The largest mines are now almost all closed, many have been bombed and several stopped any activity whilst waiting for the nationalization from the separatists authorities.
In their place appeared dozens of illegal mines, the so called kopankas, where a day-to-day underground war is fought unknown to western countries.
In Ukraine controlling coal equals to controlling power, and this is well-known to the separatists, who are heavily involved into this business also used to finance the military revolution.
One of the richest deposit, in Torez, is guarded by the Oplot battalion, whose leader is the president of the self-declared Donetsk republic, Alexander Zakharchenko.

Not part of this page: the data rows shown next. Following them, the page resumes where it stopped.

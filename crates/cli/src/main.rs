//! Strata CLI — Redis-inspired CLI for the Strata database.
//!
//! Two modes:
//! - **Shell mode**: `strata [flags] COMMAND` — single command, exit
//! - **REPL mode**: `strata [flags]` — interactive prompt (if stdin is TTY)
//! - **Pipe mode**: `echo "kv put k v" | strata` — line-by-line from stdin

mod commands;
mod format;
mod parse;
mod repl;
mod state;
mod value;

use std::io::IsTerminal;
use std::process;

use strata_executor::{AccessMode, Command, OpenOptions, Output, Strata};

use commands::build_cli;
use format::{
    format_diff, format_error, format_fork_info, format_merge_info, format_multi_output,
    format_multi_versioned_output, format_output, format_versioned_output, OutputMode,
};
use parse::{matches_to_action, BranchOp, CliAction, Primitive};
use state::SessionState;

fn main() {
    let cli = build_cli();
    let matches = cli.get_matches();

    // Handle `setup` subcommand before opening any database.
    if matches.subcommand_name() == Some("setup") {
        run_setup();
        return;
    }

    // Determine output mode
    let output_mode = if matches.get_flag("json") {
        OutputMode::Json
    } else if matches.get_flag("raw") {
        OutputMode::Raw
    } else {
        OutputMode::Human
    };

    // Auto-download model files when --auto-embed is set (best-effort).
    #[cfg(feature = "embed")]
    if matches.get_flag("auto-embed") {
        match strata_intelligence::embed::download::ensure_model() {
            Ok(path) => {
                eprintln!("Model files ready at {}", path.display());
            }
            Err(e) => {
                eprintln!("Warning: failed to download model files: {}", e);
            }
        }
    }

    // Open database
    let db = match open_database(&matches) {
        Ok(db) => db,
        Err(e) => {
            eprintln!("{}", e);
            process::exit(1);
        }
    };

    // Initial branch/space
    let initial_branch = matches
        .get_one::<String>("branch")
        .cloned()
        .unwrap_or_else(|| "default".to_string());
    let initial_space = matches
        .get_one::<String>("space")
        .cloned()
        .unwrap_or_else(|| "default".to_string());

    let mut state = SessionState::new(db, initial_branch, initial_space);

    // Dispatch mode
    if matches.subcommand().is_some() {
        // Shell mode: parse, execute, format, exit
        let exit_code = run_shell_mode(&matches, &mut state, output_mode);
        process::exit(exit_code);
    } else if std::io::stdin().is_terminal() {
        // REPL mode
        repl::run_repl(&mut state, output_mode);
    } else {
        // Pipe mode
        let exit_code = repl::run_pipe(&mut state, output_mode);
        process::exit(exit_code);
    }
}

fn open_database(matches: &clap::ArgMatches) -> Result<Strata, String> {
    let read_only = matches.get_flag("read-only");
    let use_cache = matches.get_flag("cache");
    let auto_embed = matches.get_flag("auto-embed");

    if use_cache {
        Strata::cache().map_err(|e| format!("Failed to open cache database: {}", e))
    } else {
        let path = matches
            .get_one::<String>("db")
            .map(|s| s.as_str())
            .unwrap_or(".strata");

        let mut opts = OpenOptions::new();

        if read_only {
            opts = opts.access_mode(AccessMode::ReadOnly);
        }
        if auto_embed {
            opts = opts.auto_embed(true);
        }

        Strata::open_with(path, opts).map_err(|e| format!("Failed to open database: {}", e))
    }
}

fn run_shell_mode(matches: &clap::ArgMatches, state: &mut SessionState, mode: OutputMode) -> i32 {
    match matches_to_action(matches, state) {
        Ok(CliAction::Execute(cmd)) => match state.execute(cmd) {
            Ok(output) => {
                let formatted = format_output(&output, mode);
                if !formatted.is_empty() {
                    println!("{}", formatted);
                }
                0
            }
            Err(e) => {
                eprintln!("{}", format_error(&e, mode));
                1
            }
        },
        Ok(CliAction::BranchOp(op)) => match op {
            BranchOp::Fork { destination } => match state.fork_branch(&destination) {
                Ok(info) => {
                    println!("{}", format_fork_info(&info, mode));
                    0
                }
                Err(e) => {
                    eprintln!("{}", format_error(&e, mode));
                    1
                }
            },
            BranchOp::Diff { branch_a, branch_b } => {
                match state.diff_branches(&branch_a, &branch_b) {
                    Ok(diff) => {
                        println!("{}", format_diff(&diff, mode));
                        0
                    }
                    Err(e) => {
                        eprintln!("{}", format_error(&e, mode));
                        1
                    }
                }
            }
            BranchOp::Merge { source, strategy } => match state.merge_branch(&source, strategy) {
                Ok(info) => {
                    println!("{}", format_merge_info(&info, mode));
                    0
                }
                Err(e) => {
                    eprintln!("{}", format_error(&e, mode));
                    1
                }
            },
        },
        Ok(CliAction::Meta(_)) => {
            eprintln!("(error) Meta-commands are only available in REPL mode");
            1
        }
        Ok(CliAction::MultiPut {
            branch,
            space,
            pairs,
        }) => {
            let mut outputs = Vec::new();
            for (key, value) in pairs {
                match state.execute(Command::KvPut {
                    branch: branch.clone(),
                    space: space.clone(),
                    key,
                    value,
                }) {
                    Ok(output) => outputs.push(output),
                    Err(e) => {
                        eprintln!("{}", format_error(&e, mode));
                        return 1;
                    }
                }
            }
            let formatted = format_multi_output(&outputs, mode);
            if !formatted.is_empty() {
                println!("{}", formatted);
            }
            0
        }
        Ok(CliAction::MultiGet {
            branch,
            space,
            keys,
            with_version,
        }) => {
            let mut outputs = Vec::new();
            for key in keys {
                match state.execute(Command::KvGet {
                    branch: branch.clone(),
                    space: space.clone(),
                    key,
                    as_of: None,
                }) {
                    Ok(output) => outputs.push(output),
                    Err(e) => {
                        eprintln!("{}", format_error(&e, mode));
                        return 1;
                    }
                }
            }
            let formatted = format_multi_versioned_output(&outputs, mode, with_version);
            if !formatted.is_empty() {
                println!("{}", formatted);
            }
            0
        }
        Ok(CliAction::MultiDel {
            branch,
            space,
            keys,
        }) => {
            let mut outputs = Vec::new();
            for key in keys {
                match state.execute(Command::KvDelete {
                    branch: branch.clone(),
                    space: space.clone(),
                    key,
                }) {
                    Ok(output) => outputs.push(output),
                    Err(e) => {
                        eprintln!("{}", format_error(&e, mode));
                        return 1;
                    }
                }
            }
            let formatted = format_multi_output(&outputs, mode);
            if !formatted.is_empty() {
                println!("{}", formatted);
            }
            0
        }
        Ok(CliAction::ListAll {
            branch,
            space,
            prefix,
            primitive,
        }) => {
            let mut all_keys = Vec::new();
            let mut cursor: Option<String> = None;

            loop {
                let output = match primitive {
                    Primitive::Kv => state.execute(Command::KvList {
                        branch: branch.clone(),
                        space: space.clone(),
                        prefix: prefix.clone(),
                        cursor: cursor.clone(),
                        limit: Some(1000),
                        as_of: None,
                    }),
                    Primitive::Json => state.execute(Command::JsonList {
                        branch: branch.clone(),
                        space: space.clone(),
                        prefix: prefix.clone(),
                        cursor: cursor.clone(),
                        limit: 1000,
                        as_of: None,
                    }),
                    Primitive::State => {
                        // State list doesn't have pagination, just execute once
                        match state.execute(Command::StateList {
                            branch: branch.clone(),
                            space: space.clone(),
                            prefix: prefix.clone(),
                            as_of: None,
                        }) {
                            Ok(output) => {
                                let formatted = format_output(&output, mode);
                                if !formatted.is_empty() {
                                    println!("{}", formatted);
                                }
                                return 0;
                            }
                            Err(e) => {
                                eprintln!("{}", format_error(&e, mode));
                                return 1;
                            }
                        }
                    }
                };

                match output {
                    Ok(Output::Keys(keys)) => {
                        all_keys.extend(keys);
                        break;
                    }
                    Ok(Output::JsonListResult { keys, cursor: next }) => {
                        all_keys.extend(keys);
                        if next.is_none() {
                            break;
                        }
                        cursor = next;
                    }
                    Ok(_) => break,
                    Err(e) => {
                        eprintln!("{}", format_error(&e, mode));
                        return 1;
                    }
                }
            }

            let formatted = format_output(&Output::Keys(all_keys), mode);
            if !formatted.is_empty() {
                println!("{}", formatted);
            }
            0
        }
        Ok(CliAction::GetWithVersion {
            command,
            with_version,
        }) => match state.execute(command) {
            Ok(output) => {
                let formatted = format_versioned_output(&output, mode, with_version);
                if !formatted.is_empty() {
                    println!("{}", formatted);
                }
                0
            }
            Err(e) => {
                eprintln!("{}", format_error(&e, mode));
                1
            }
        },
        Err(e) => {
            eprintln!("(error) {}", e);
            1
        }
    }
}

fn run_setup() {
    #[cfg(feature = "embed")]
    {
        eprintln!("Downloading MiniLM-L6-v2 embedding model...");
        match strata_intelligence::embed::download::ensure_model() {
            Ok(path) => {
                eprintln!("Model files ready at {}", path.display());
            }
            Err(e) => {
                eprintln!("Error: {}", e);
                process::exit(1);
            }
        }
    }

    #[cfg(not(feature = "embed"))]
    {
        eprintln!("The 'embed' feature is not enabled. Rebuild with --features embed");
        process::exit(1);
    }
}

A large number of these kopankas is also believed to be controlled by the former Ukrainian premier Viktor Yanukovich, considered by many to be the hidden owner of the Donbass region.
Kopankas are mostly holes in the ground, dug with basic techniques.
Men will go down up to 200 meters extracting largely by manual methods.
Despite this, a team of 4 workers can produce up to 5 tons per day, immediately placed on the market.
Salaries are comparable to those of third world countries: around 700 grivnas per week, comparable to slightly more than 30 euro for 6 hours daily hours, 6 days a week.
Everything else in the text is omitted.